Hij laat enkele videobeelden zien die met de manshoge glimmende buis zijn gemaakt. „Je kijkt hier tegen een gouddraad aan. Vervolgens zie je wat de goudatomen doen terwijl de draad breekt.”
De hoogleraar werkt nu aan in-situ-elektroscopie. „We maken bijvoorbeeld een verandering in de structuur van de stof, terwijl we gelijktijdig metingen uitvoeren aan het materiaal. Daarnaast zijn we in staat om met deze techniek de weerstand van elektrische stroom te meten door een enkel molecuul. Kleiner dan dat kan niet.”
Nanoniveau
Nanotechnologie maakt het mogelijk om te werken op het allerkleinste niveau, van moleculen en atomen. De naam is afgeleid van het Griekse woord ”nanos”, dat dwerg betekent.

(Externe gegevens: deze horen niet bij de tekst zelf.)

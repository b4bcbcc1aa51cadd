//! Per-item outcomes and the batch tally every utility produces.

use crate::error::FolioError;

/// What happened to one file or row
#[derive(Debug, Clone, Copy, PartialEq, Eq)]
pub enum Outcome {
    /// The file was rewritten (or would be, in dry-run mode)
    Updated,
    /// The file was already in the desired state
    Unchanged,
    /// The file was deliberately left alone
    Skipped,
}

/// Running counts for a batch
#[derive(Debug, Clone, Copy, Default, PartialEq, Eq)]
pub struct BatchSummary {
    pub updated: usize,
    pub unchanged: usize,
    pub skipped: usize,
    pub warnings: usize,
    pub errors: usize,
}

impl BatchSummary {
    pub fn record(&mut self, outcome: Outcome) {
        match outcome {
            Outcome::Updated => self.updated += 1,
            Outcome::Unchanged => self.unchanged += 1,
            Outcome::Skipped => self.skipped += 1,
        }
    }

    pub fn record_error(&mut self, error: &FolioError) {
        if error.is_warning() {
            self.warnings += 1;
        } else {
            self.errors += 1;
        }
    }

    /// Number of items seen
    pub fn total(&self) -> usize {
        self.updated + self.unchanged + self.skipped + self.warnings + self.errors
    }

    pub fn has_errors(&self) -> bool {
        self.errors > 0
    }
}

Een nanometer is heel klein: 1 nanometer is een miljardste meter, evenveel als onze vingernagels groeien in tien seconden. Dat is met het blote oog niet te zien. Daarvoor gebruiken onderzoekers elektronenmicroscopen.
De groep van prof. Zandbergen onderzoekt de eigenschappen van vier typen stoffen. In de eerste plaats grafeen, dat bestaat uit dunne lagen koolstofatomen. Het wordt gebruikt voor bijvoorbeeld onderzoek aan DNA.
Ten tweede onderzoeken ze halfgeleidende nanodraadjes, waarin ze gaatjes maken om te kijken wat het effect ervan is op de elektrische stroom die er doorheen loopt.
Het derde onderzoeksgebied betreft individuele moleculen (bijvoorbeeld benzeenringen) waarvan de elektrische weerstand wordt gemeten.
Ten slotte worden metingen verricht aan kristallen van oxides, zoals magnetisch ijzeroxide, die de wetenschappers laagje voor laagje opbouwen, „zonder ook maar een roosterfout”, aldus Zandbergen.
„Met onze in-situ-elektronenmicroscopietechniek kunnen we daarnaast verouderingen van materiaal op atoomniveau zichtbaar maken. Neem bijvoorbeeld een katalysator van een auto. Die werkt door veroudering op den duur niet zo goed meer. Als je dat proces op atoomniveau zichtbaar kunt maken, begrijp je het ook beter.”